- What the task asks
Spot each line in the data below containing "types" and copy it.

- Available data
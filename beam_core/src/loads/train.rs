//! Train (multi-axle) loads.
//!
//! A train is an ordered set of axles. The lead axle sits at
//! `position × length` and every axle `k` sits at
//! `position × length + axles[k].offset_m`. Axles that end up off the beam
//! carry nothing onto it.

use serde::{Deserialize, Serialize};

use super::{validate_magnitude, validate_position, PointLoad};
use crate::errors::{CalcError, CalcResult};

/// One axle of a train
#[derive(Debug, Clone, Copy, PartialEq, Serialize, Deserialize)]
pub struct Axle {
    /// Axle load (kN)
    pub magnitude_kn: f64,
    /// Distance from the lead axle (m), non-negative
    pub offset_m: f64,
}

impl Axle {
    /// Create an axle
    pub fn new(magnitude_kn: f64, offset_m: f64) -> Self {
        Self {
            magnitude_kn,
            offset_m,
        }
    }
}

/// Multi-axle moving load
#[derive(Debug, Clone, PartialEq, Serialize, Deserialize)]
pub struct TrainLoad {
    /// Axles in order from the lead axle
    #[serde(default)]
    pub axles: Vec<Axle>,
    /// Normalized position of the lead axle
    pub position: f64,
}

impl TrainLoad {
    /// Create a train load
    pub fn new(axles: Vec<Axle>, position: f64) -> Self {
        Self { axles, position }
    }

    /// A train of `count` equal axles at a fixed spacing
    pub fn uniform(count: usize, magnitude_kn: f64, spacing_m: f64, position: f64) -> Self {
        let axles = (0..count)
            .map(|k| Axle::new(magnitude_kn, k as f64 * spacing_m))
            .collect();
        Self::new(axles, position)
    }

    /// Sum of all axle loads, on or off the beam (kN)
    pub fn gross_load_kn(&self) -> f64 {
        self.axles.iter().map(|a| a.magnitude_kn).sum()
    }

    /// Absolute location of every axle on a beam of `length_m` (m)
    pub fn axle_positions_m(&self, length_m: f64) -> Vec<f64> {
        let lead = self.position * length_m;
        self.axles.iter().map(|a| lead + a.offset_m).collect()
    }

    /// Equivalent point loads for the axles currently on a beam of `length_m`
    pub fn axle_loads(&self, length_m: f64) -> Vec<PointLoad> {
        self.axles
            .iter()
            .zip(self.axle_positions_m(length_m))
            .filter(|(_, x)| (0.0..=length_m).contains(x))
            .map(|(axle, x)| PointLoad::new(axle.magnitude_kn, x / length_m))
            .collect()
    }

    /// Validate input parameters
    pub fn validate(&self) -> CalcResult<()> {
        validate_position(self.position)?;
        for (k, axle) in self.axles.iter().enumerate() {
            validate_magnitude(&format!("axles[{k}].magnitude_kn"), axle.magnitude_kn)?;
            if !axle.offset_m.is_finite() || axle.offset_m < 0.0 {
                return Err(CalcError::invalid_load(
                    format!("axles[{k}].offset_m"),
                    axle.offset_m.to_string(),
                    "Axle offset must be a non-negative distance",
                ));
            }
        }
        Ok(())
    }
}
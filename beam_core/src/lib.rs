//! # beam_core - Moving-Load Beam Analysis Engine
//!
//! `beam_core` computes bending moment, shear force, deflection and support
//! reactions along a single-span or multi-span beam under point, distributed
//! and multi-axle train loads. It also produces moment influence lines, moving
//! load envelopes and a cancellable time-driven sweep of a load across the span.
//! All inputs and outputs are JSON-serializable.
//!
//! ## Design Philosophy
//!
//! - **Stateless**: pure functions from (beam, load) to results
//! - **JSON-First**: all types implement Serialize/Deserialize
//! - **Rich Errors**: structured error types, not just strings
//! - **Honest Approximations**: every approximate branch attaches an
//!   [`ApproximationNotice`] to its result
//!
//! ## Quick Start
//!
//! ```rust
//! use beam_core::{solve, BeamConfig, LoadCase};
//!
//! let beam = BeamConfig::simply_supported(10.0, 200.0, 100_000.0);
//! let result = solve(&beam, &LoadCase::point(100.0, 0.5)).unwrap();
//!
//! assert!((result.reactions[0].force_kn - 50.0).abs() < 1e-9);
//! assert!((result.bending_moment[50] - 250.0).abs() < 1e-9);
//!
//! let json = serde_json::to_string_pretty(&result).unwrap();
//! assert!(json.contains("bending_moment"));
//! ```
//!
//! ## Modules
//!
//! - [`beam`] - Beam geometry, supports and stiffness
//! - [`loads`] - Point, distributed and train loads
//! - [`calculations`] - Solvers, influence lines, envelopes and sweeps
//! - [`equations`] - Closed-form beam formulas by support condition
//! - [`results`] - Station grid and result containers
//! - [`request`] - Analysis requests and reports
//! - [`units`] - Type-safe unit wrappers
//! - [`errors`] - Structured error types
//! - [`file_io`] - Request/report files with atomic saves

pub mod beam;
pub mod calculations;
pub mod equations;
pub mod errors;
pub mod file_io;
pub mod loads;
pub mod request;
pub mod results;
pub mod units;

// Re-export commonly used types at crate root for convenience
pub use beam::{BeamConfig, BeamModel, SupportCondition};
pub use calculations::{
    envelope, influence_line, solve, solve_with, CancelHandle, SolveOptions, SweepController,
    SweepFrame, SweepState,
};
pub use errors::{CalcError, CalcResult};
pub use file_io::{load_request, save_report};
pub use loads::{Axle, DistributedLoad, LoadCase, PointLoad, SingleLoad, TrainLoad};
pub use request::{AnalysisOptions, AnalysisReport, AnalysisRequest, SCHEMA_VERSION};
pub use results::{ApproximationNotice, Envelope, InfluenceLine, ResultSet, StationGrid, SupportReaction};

---

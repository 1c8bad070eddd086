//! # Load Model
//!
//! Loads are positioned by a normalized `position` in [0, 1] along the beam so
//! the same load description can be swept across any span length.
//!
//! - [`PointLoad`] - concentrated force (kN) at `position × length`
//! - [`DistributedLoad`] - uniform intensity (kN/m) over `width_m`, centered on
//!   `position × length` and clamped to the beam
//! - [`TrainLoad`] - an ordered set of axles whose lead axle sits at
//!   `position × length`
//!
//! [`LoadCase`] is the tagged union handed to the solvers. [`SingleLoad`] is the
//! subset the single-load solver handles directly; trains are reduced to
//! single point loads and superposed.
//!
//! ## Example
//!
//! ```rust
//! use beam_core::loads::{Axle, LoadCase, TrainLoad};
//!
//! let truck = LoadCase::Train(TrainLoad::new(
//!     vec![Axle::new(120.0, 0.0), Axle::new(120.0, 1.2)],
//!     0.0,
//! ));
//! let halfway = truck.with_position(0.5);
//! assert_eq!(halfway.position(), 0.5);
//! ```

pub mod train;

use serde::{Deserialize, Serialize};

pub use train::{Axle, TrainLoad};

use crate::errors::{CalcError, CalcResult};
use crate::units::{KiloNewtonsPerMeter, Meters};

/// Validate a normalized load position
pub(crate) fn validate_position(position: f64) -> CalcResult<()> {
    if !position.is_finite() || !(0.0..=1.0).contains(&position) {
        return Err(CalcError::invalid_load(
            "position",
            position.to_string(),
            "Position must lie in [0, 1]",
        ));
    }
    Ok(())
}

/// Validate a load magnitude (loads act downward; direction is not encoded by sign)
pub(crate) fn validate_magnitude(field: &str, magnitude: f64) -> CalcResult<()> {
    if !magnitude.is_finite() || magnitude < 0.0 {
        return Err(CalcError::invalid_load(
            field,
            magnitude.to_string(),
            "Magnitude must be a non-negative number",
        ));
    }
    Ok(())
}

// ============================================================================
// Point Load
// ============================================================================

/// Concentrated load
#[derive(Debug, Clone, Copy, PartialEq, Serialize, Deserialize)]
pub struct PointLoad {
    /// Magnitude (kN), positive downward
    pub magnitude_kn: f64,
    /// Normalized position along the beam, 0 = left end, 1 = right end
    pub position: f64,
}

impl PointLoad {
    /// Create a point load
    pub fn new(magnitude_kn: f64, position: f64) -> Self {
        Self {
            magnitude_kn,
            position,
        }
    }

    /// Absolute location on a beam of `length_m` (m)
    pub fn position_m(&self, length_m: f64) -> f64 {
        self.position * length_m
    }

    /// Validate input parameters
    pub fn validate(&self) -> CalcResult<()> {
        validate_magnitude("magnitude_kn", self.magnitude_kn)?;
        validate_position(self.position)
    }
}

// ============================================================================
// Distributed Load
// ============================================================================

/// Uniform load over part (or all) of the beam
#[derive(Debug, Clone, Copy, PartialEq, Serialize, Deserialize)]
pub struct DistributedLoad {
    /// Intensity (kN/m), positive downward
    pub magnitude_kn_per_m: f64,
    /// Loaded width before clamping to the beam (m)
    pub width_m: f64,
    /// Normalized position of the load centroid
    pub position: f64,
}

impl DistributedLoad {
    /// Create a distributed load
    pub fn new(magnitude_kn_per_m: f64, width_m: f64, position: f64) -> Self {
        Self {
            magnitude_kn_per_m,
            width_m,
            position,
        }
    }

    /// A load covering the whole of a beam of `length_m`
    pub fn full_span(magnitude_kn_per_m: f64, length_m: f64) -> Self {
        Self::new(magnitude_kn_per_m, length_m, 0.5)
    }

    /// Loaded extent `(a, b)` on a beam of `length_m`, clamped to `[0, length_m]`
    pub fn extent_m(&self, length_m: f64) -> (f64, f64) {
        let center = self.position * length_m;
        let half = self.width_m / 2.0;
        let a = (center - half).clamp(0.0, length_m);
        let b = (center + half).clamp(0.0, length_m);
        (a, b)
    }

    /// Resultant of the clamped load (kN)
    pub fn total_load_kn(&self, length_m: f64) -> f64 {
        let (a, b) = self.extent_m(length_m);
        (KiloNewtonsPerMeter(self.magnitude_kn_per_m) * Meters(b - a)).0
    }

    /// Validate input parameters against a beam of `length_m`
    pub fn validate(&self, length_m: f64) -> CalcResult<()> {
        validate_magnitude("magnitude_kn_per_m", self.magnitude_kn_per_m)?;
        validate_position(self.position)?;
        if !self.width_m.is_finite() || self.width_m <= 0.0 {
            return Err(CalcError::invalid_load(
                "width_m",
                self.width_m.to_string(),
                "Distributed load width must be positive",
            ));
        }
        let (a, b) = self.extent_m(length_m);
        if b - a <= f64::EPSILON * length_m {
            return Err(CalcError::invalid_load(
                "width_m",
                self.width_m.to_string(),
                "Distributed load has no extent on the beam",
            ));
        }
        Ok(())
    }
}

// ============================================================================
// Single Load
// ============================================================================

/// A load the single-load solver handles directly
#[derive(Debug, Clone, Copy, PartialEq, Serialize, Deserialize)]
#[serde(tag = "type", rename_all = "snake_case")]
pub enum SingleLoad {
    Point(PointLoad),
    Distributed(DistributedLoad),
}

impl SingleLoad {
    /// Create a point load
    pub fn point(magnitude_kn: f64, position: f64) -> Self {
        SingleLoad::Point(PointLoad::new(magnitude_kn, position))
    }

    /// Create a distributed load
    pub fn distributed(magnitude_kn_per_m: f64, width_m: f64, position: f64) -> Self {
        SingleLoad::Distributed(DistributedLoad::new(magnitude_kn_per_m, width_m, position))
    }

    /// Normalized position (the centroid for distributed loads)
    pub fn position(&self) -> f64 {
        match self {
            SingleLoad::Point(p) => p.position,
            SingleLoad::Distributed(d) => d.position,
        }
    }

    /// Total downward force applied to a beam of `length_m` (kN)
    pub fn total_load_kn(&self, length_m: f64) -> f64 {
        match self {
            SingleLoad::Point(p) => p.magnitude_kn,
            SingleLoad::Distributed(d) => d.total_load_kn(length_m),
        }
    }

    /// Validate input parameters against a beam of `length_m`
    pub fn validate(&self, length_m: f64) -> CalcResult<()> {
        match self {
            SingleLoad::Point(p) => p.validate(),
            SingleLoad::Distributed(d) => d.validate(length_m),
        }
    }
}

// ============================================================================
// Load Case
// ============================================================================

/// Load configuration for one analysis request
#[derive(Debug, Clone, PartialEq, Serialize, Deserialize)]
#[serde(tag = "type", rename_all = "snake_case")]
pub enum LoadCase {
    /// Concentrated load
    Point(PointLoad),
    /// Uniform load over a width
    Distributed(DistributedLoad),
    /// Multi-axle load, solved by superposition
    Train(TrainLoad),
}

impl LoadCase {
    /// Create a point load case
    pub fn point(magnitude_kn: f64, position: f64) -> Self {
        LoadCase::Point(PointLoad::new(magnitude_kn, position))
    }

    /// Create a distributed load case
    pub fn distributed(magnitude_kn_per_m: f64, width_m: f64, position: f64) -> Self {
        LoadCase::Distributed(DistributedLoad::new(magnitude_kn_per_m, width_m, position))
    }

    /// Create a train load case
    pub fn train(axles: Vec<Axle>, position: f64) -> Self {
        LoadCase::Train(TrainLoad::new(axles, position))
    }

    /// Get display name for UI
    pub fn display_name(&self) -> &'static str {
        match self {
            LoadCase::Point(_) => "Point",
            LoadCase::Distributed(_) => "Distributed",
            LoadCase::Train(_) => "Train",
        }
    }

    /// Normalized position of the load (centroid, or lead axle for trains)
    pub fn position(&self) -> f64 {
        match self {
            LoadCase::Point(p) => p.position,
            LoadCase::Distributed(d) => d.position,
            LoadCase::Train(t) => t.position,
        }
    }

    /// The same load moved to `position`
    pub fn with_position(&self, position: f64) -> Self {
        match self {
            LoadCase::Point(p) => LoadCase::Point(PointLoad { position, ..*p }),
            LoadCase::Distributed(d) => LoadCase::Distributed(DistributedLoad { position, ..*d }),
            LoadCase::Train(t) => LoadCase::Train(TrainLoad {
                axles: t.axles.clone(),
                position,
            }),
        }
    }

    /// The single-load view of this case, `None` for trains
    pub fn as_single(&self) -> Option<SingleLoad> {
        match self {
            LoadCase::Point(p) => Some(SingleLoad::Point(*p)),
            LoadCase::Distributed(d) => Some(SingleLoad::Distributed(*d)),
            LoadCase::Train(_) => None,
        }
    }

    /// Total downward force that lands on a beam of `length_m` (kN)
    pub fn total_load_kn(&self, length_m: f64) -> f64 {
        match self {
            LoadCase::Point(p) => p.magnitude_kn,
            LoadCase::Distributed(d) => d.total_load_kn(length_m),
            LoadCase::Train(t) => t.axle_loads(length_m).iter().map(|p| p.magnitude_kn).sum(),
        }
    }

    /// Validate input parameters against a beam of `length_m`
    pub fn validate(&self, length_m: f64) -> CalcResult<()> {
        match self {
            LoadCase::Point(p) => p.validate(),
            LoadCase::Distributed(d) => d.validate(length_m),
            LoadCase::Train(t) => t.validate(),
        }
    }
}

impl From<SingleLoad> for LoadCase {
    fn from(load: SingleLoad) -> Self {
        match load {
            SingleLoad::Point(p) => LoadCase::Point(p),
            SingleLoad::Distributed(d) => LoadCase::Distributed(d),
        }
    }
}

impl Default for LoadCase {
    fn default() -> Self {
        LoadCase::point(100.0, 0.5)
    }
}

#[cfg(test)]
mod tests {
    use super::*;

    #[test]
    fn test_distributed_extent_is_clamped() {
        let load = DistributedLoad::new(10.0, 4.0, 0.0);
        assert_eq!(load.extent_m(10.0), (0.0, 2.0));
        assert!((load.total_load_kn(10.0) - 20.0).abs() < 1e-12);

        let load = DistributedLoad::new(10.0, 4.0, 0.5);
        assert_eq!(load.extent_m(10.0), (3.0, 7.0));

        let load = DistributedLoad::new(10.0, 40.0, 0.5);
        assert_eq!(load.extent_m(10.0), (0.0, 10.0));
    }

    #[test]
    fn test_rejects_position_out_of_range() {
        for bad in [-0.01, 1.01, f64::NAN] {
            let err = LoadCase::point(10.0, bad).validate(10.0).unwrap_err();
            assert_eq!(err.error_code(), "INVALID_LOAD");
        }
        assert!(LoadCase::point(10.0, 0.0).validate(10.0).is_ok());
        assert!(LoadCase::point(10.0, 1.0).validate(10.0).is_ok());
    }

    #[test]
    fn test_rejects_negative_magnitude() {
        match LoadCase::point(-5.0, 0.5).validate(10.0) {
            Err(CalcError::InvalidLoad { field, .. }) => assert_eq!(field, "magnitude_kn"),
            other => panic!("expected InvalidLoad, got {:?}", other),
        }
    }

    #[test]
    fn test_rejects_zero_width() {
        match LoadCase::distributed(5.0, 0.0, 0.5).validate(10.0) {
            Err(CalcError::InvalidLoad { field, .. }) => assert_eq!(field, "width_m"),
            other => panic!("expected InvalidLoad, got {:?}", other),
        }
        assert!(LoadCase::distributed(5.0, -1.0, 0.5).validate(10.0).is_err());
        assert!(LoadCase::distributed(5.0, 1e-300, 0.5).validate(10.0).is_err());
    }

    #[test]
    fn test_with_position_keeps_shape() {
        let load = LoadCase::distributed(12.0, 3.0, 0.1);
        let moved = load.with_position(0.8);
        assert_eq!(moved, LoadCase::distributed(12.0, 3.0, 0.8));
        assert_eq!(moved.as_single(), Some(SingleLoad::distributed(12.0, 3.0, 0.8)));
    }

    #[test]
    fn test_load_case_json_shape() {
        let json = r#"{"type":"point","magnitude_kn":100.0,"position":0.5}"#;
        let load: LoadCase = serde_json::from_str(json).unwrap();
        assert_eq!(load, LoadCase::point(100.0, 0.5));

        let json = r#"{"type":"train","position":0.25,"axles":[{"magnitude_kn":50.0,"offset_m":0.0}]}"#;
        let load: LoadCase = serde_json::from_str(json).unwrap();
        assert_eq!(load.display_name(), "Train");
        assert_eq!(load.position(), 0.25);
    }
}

- Answer space
//! - **JSON-First**: all types implement Serialize/Deserialize
//! - **Rich Errors**: structured error types, not just strings
//! - [`errors`] - Structured error types
// Re-export commonly used types at crate root for convenience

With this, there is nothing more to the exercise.